加利福尼亚州南旧金山,2024 年 4 月 24 日(GLOBE NEWSWIRE)— 23andMe Holding Co.领先的人类遗传学和生物制药公司纳斯达克股票代码:ME)(“23andMe”)今天宣布,关于同类首创抗CD200R1抗体23ME-00610的两份摘要已获准在5月31日至6月4日在芝加哥举行的2024年ASCO年会上作海报展示。23andMe将提供临床数据,包括初步疗效和探索性神经标志物分析内分泌和卵巢癌患者群组处于其正在进行的1/2a期临床试验的2a期部分。
23andMe scientists discovered the target for 23ME-00610 through the Company's proprietary database of human genetic and health information. 23andMe has more than 15 million genotyped customers, roughly 80 percent of whom consent to participate in research. By analyzing de-identified, aggregate genetic and health data from consented research participants, 23andMe identified genetic variants of CD200R1, CD200, and DOK2, the downstream signaling protein, associated with higher risks of immune disease and lower risks of cancer, pinpointing CD200R1 as a promising immuno-oncology target.

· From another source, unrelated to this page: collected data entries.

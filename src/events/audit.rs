//! Audit log emission.
//!
//! Every function logs one structured record with `target:
//! "queuebridge::audit"` and an `event_type` field, so the audit trail can be
//! routed separately from diagnostic logs.

use crate::core::{CompositeKey, GapFillError, RecoveryError};
use crate::events::bus::RecoveryEvent;
use crate::health::HealthStatus;
use crate::hybrid::FillSummary;
use crate::pipeline::CycleReport;
use crate::recovery::ComponentRole;

use chrono::{DateTime, Utc};
use serde::{Deserialize, Serialize};

/// Summary of a skipped gap for audit logging.
#[derive(Debug, Clone, PartialEq, Serialize, Deserialize)]
pub struct SkippedGap {
    /// Display form of the composite key.
    pub key: String,
    /// Failing step.
    pub stage: String,
    /// Reason given by the collaborator.
    pub reason: String,
}

impl From<&GapFillError> for SkippedGap {
    fn from(e: &GapFillError) -> Self {
        Self {
            key: e.key.to_string(),
            stage: e.stage.to_string(),
            reason: e.reason.clone(),
        }
    }
}

/// Forwards a lifecycle event to the matching `emit_*` function.
pub fn emit_event(event: &RecoveryEvent) {
    match event {
        RecoveryEvent::ComponentError {
            component,
            error,
            timestamp,
        } => emit_component_error(*component, error, *timestamp),
        RecoveryEvent::CircuitOpened {
            component,
            retry_in_ms,
            timestamp,
        } => emit_circuit_opened(*component, *retry_in_ms, *timestamp),
        RecoveryEvent::CircuitClosed {
            component,
            timestamp,
        } => emit_circuit_closed(*component, *timestamp),
        RecoveryEvent::HealthUpdate {
            status,
            issues,
            timestamp,
        } => emit_health_update(*status, issues, *timestamp),
    }
}

/// Emits an audit record for a failed guarded operation.
pub fn emit_component_error(component: ComponentRole, error: &str, timestamp: DateTime<Utc>) {
    tracing::warn!(
        target: "queuebridge::audit",
        event_type = "component_error",
        component = %component,
        error = %error,
        timestamp = %timestamp,
        "Component operation failed"
    );
}

/// Emits an audit record for a circuit opening.
pub fn emit_circuit_opened(component: ComponentRole, retry_in_ms: u64, timestamp: DateTime<Utc>) {
    tracing::warn!(
        target: "queuebridge::audit",
        event_type = "circuit_opened",
        component = %component,
        retry_in_ms = retry_in_ms,
        timestamp = %timestamp,
        "Circuit opened"
    );
}

/// Emits an audit record for a circuit closing.
pub fn emit_circuit_closed(component: ComponentRole, timestamp: DateTime<Utc>) {
    tracing::info!(
        target: "queuebridge::audit",
        event_type = "circuit_closed",
        component = %component,
        timestamp = %timestamp,
        "Circuit closed"
    );
}

/// Emits an audit record for a finished health pass.
pub fn emit_health_update(status: HealthStatus, issues: &[String], timestamp: DateTime<Utc>) {
    tracing::info!(
        target: "queuebridge::audit",
        event_type = "health_update",
        status = %status,
        issue_count = issues.len(),
        issues = ?issues,
        timestamp = %timestamp,
        "Health check completed"
    );
}

/// Emits an audit record for a gap fill pass.
pub fn emit_gap_fill(summary: &FillSummary) {
    let skipped: Vec<SkippedGap> = summary.skipped.iter().map(SkippedGap::from).collect();

    tracing::info!(
        target: "queuebridge::audit",
        event_type = "gap_fill",
        filled = summary.filled,
        already_synthesized = summary.already_synthesized,
        skipped_count = skipped.len(),
        skipped = ?skipped,
        coverage = summary.coverage.overall.coverage,
        missing = summary.coverage.missing,
        extra = summary.coverage.extra,
        "Gap fill completed"
    );
}

/// Emits an audit record for a dropped placeholder.
pub fn emit_synthesized_pruned(key: &CompositeKey) {
    tracing::info!(
        target: "queuebridge::audit",
        event_type = "synthesized_pruned",
        key = %key,
        "Synthesized entity no longer desired"
    );
}

/// Emits an audit record for a completed pipeline cycle.
pub fn emit_cycle_completed(report: &CycleReport) {
    tracing::info!(
        target: "queuebridge::audit",
        event_type = "cycle_completed",
        cycle_id = %report.cycle_id,
        collected = report.collected,
        observed = report.observed,
        filled = report.filled,
        skipped = report.skipped,
        refreshed = report.refreshed,
        accepted = report.sent.accepted,
        rejected = report.sent.rejected,
        coverage = report.coverage.overall.coverage,
        collect_outcome = %report.collect_outcome,
        health = %report.health,
        duration_ms = report.duration.as_millis() as u64,
        "Pipeline cycle completed"
    );
}

/// Emits an audit record for a failed pipeline cycle.
pub fn emit_cycle_failed(cycle_id: &uuid::Uuid, error: &RecoveryError) {
    tracing::warn!(
        target: "queuebridge::audit",
        event_type = "cycle_failed",
        cycle_id = %cycle_id,
        component = ?error.component(),
        circuit_open = error.is_circuit_open(),
        error = %error,
        "Pipeline cycle failed"
    );
}
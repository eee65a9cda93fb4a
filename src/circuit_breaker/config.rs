//! Circuit breaker configuration.

use crate::core::RecoveryError;

use serde::{Deserialize, Serialize};
use std::time::Duration;

/// Configuration for a circuit breaker.
#[derive(Debug, Clone, PartialEq, Serialize, Deserialize)]
#[serde(default)]
pub struct CircuitBreakerConfig {
    /// Number of consecutive failures before opening the circuit.
    pub failure_threshold: u32,

    /// Number of consecutive half-open successes needed to close the circuit.
    pub success_threshold: u32,

    /// How long to keep the circuit open before allowing a probe.
    #[serde(rename = "open_timeout_ms", with = "crate::config::duration_ms")]
    pub open_timeout: Duration,

    /// Base delay between in-call retry attempts.
    #[serde(rename = "retry_delay_ms", with = "crate::config::duration_ms")]
    pub retry_delay: Duration,

    /// Maximum number of probes in flight while half-open.
    pub half_open_max_probes: u32,
}

impl Default for CircuitBreakerConfig {
    fn default() -> Self {
        Self {
            failure_threshold: 5,
            success_threshold: 2,
            open_timeout: Duration::from_secs(30),
            retry_delay: Duration::from_secs(1),
            half_open_max_probes: 1,
        }
    }
}

impl CircuitBreakerConfig {
    /// Creates a new configuration with default values.
    pub fn new() -> Self {
        Self::default()
    }

    /// Sets the failure threshold.
    pub fn with_failure_threshold(mut self, threshold: u32) -> Self {
        self.failure_threshold = threshold;
        self
    }

    /// Sets the success threshold.
    pub fn with_success_threshold(mut self, threshold: u32) -> Self {
        self.success_threshold = threshold;
        self
    }

    /// Sets the open timeout.
    pub fn with_open_timeout(mut self, timeout: Duration) -> Self {
        self.open_timeout = timeout;
        self
    }

    /// Sets the retry delay.
    pub fn with_retry_delay(mut self, delay: Duration) -> Self {
        self.retry_delay = delay;
        self
    }

    /// Sets the maximum number of half-open probes.
    pub fn with_half_open_max_probes(mut self, max: u32) -> Self {
        self.half_open_max_probes = max;
        self
    }

    /// Checks the configuration.
    ///
    /// Invalid thresholds are a startup error; they are never silently
    /// replaced by defaults.
    pub fn validate(&self) -> Result<(), RecoveryError> {
        if self.failure_threshold == 0 {
            return Err(RecoveryError::configuration(
                "failure_threshold must be at least 1",
            ));
        }
        if self.success_threshold == 0 {
            return Err(RecoveryError::configuration(
                "success_threshold must be at least 1",
            ));
        }
        if self.open_timeout.is_zero() {
            return Err(RecoveryError::configuration(
                "open_timeout must be greater than zero",
            ));
        }
        if self.half_open_max_probes == 0 {
            return Err(RecoveryError::configuration(
                "half_open_max_probes must be at least 1",
            ));
        }
        Ok(())
    }

    /// Creates a configuration for dependencies that must not be hammered.
    ///
    /// This configuration:
    /// - Uses a lower failure threshold (3)
    /// - Keeps circuits open longer (60 seconds)
    /// - Needs more successful probes to close (3)
    pub fn strict() -> Self {
        Self {
            failure_threshold: 3,
            success_threshold: 3,
            open_timeout: Duration::from_secs(60),
            retry_delay: Duration::from_secs(2),
            half_open_max_probes: 1,
        }
    }

    /// Creates a configuration optimized for high availability.
    ///
    /// This configuration:
    /// - Uses a higher failure threshold (10)
    /// - Keeps circuits open for a shorter time (10 seconds)
    /// - Allows more probe attempts
    pub fn high_availability() -> Self {
        Self {
            failure_threshold: 10,
            success_threshold: 2,
            open_timeout: Duration::from_secs(10),
            retry_delay: Duration::from_millis(500),
            half_open_max_probes: 3,
        }
    }
}

#[cfg(test)]
mod tests {
    use super::*;

    #[test]
    fn test_default_config() {
        let config = CircuitBreakerConfig::default();
        assert_eq!(config.failure_threshold, 5);
        assert_eq!(config.success_threshold, 2);
        assert_eq!(config.open_timeout, Duration::from_secs(30));
        assert!(config.validate().is_ok());
    }

    #[test]
    fn test_config_builder() {
        let config = CircuitBreakerConfig::new()
            .with_failure_threshold(3)
            .with_open_timeout(Duration::from_millis(1000));

        assert_eq!(config.failure_threshold, 3);
        assert_eq!(config.open_timeout, Duration::from_millis(1000));
    }

    #[test]
    fn test_invalid_config_rejected() {
        let zero_failures = CircuitBreakerConfig::new().with_failure_threshold(0);
        assert!(matches!(
            zero_failures.validate(),
            Err(RecoveryError::Configuration { .. })
        ));

        let zero_timeout = CircuitBreakerConfig::new().with_open_timeout(Duration::ZERO);
        assert!(zero_timeout.validate().is_err());
    }

    #[test]
    fn test_serde_uses_milliseconds() {
        let config = CircuitBreakerConfig::new().with_open_timeout(Duration::from_millis(1500));
        let json = serde_json::to_value(&config).unwrap();
        assert_eq!(json["open_timeout_ms"], 1500);

        let parsed: CircuitBreakerConfig =
            serde_json::from_str(r#"{"failure_threshold": 3, "open_timeout_ms": 1000}"#).unwrap();
        assert_eq!(parsed.failure_threshold, 3);
        assert_eq!(parsed.open_timeout, Duration::from_secs(1));
        assert_eq!(parsed.success_threshold, 2);
    }
}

23andMe的科学家通过该公司专有的人类遗传和健康信息数据库发现了23ME-00610的目标。23andMe拥有超过1500万基因型客户,其中约80%同意参与研究。通过分析来自同意的研究参与者的去识别化聚合遗传和健康数据,23andMe确定了下游信号蛋白 CD200R1、CD200 和DOK2的遗传变异,这些变异与更高的免疫疾病风险和较低的癌症风险有关,并将 CD200R1 确定为有前景的免疫肿瘤学靶标。
Additional preclinical data validated the CD200-CD200R1 pathway as an immune checkpoint, and potential target for reversing immune tolerance in cancer as a monotherapy, or in combination with other therapies. Clinical data from the dose escalation cohort of patients with advanced solid tumors has shown 23ME-00610 has favorable pharmacokinetics (PK) for dosing once every three weeks, expected on-target pharmacologic activity, and a promising safety and tolerability profile at the preliminary recommended phase 2 dose of 1400 mg.
其他临床前数据证实,CD200-CD200R1 途径是免疫检查点,以及作为单一疗法或与其他疗法联合使用可逆转癌症免疫耐受性的潜在靶标。来自晚期实体瘤患者剂量递增队列的临床数据显示,23ME-00610具有良好的药代动力学(PK),每三周给药一次,具有预期的靶向药理活性,并且在初步推荐的2期剂量1400 mg时具有良好的安全性和耐受性。
Details on the posters are below. Posters will be available on the 23andMe Therapeutics and Investor websites following the presentations.
Abstract: 4129
Title: Safety, efficacy, and PKPD of 23ME-00610, a first-in-class anti-CD200R1 antibody, in patients with advanced neuroendocrine cancers: Results from a multi-center multi-country phase 1/2a expansion cohort.
Session Type: Poster Session – Gastrointestinal Cancer—Gastroesophageal, Pancreatic, and Hepatobiliary
Date and Time: June 1, 1:30 - 4:30 PM CDT
摘要:4129
标题:23ME-00610(同类首创的抗CD200R1抗体)在晚期神经内分泌癌患者中的安全性、有效性和PKPD:来自多中心多国1/2a期扩张队列的结果。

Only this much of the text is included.